Check each line of the data, and copy those where "AudDClient" appears.

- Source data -
------------------------------
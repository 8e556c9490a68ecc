//! AudD HTTP client
//!
//! AudD recognizes a song from the uploaded audio itself, so no local
//! fingerprinting is needed. The whole file is sent as a multipart upload.
//! See: https://docs.audd.io/

use std::path::Path;

use async_trait::async_trait;
use reqwest::multipart::{Form, Part};

use super::{adapter, dto};
use crate::enrichment::domain::{DescribedRecording, EnrichmentError, RecognitionCandidate};
use crate::enrichment::http::{self, RetryPolicy};
use crate::enrichment::traits::RecognitionProvider;

const DEFAULT_BASE_URL: &str = "https://api.audd.io/";

/// Platform blocks requested alongside the match
const RETURN_FIELDS: &str = "apple_music,deezer,spotify";

/// AudD API client
pub struct AudDClient {
    api_token: String,
    http_client: reqwest::Client,
    base_url: String,
    retry: RetryPolicy,
}

impl AudDClient {
    pub fn new(
        api_token: impl Into<String>,
        http_client: reqwest::Client,
        retry: RetryPolicy,
    ) -> Self {
        Self {
            api_token: api_token.into(),
            http_client,
            base_url: DEFAULT_BASE_URL.to_string(),
            retry,
        }
    }

    pub fn with_base_url(mut self, base_url: impl Into<String>) -> Self {
        self.base_url = base_url.into();
        self
    }

    /// Upload a file and return the described recording, if recognized
    pub async fn recognize_file(
        &self,
        path: &Path,
    ) -> Result<Option<DescribedRecording>, EnrichmentError> {
        let bytes = tokio::fs::read(path)
            .await
            .map_err(|e| EnrichmentError::Input(format!("{}: {}", path.display(), e)))?;
        let file_name = path
            .file_name()
            .map(|n| n.to_string_lossy().into_owned())
            .unwrap_or_else(|| "audio.mp3".to_string());

        let response = self.send_recognize_request(&bytes, &file_name).await?;
        adapter::to_described(response)
    }

    fn form(&self, bytes: &[u8], file_name: &str) -> Form {
        Form::new()
            .text("api_token", self.api_token.clone())
            .text("return", RETURN_FIELDS)
            .part("file", Part::bytes(bytes.to_vec()).file_name(file_name.to_string()))
    }

    async fn send_recognize_request(
        &self,
        bytes: &[u8],
        file_name: &str,
    ) -> Result<dto::RecognizeResponse, EnrichmentError> {
        let response = http::send(&self.retry, "audd recognize", || {
            self.http_client
                .post(&self.base_url)
                .multipart(self.form(bytes, file_name))
        })
        .await?;

        let status = response.status();
        if !status.is_success() {
            return Err(http::status_error(status));
        }

        response
            .json::<dto::RecognizeResponse>()
            .await
            .map_err(|e| EnrichmentError::Parse(e.to_string()))
    }
}

#[async_trait]
impl RecognitionProvider for AudDClient {
    fn name(&self) -> &'static str {
        "audd"
    }

    async fn recognize(&self, path: &Path) -> Result<Vec<RecognitionCandidate>, EnrichmentError> {
        Ok(self
            .recognize_file(path)
            .await?
            .map(RecognitionCandidate::Described)
            .into_iter()
            .collect())
    }
}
------------------------------
- Output for this exercise -
pub struct AudDClient {
impl AudDClient {
impl RecognitionProvider for AudDClient {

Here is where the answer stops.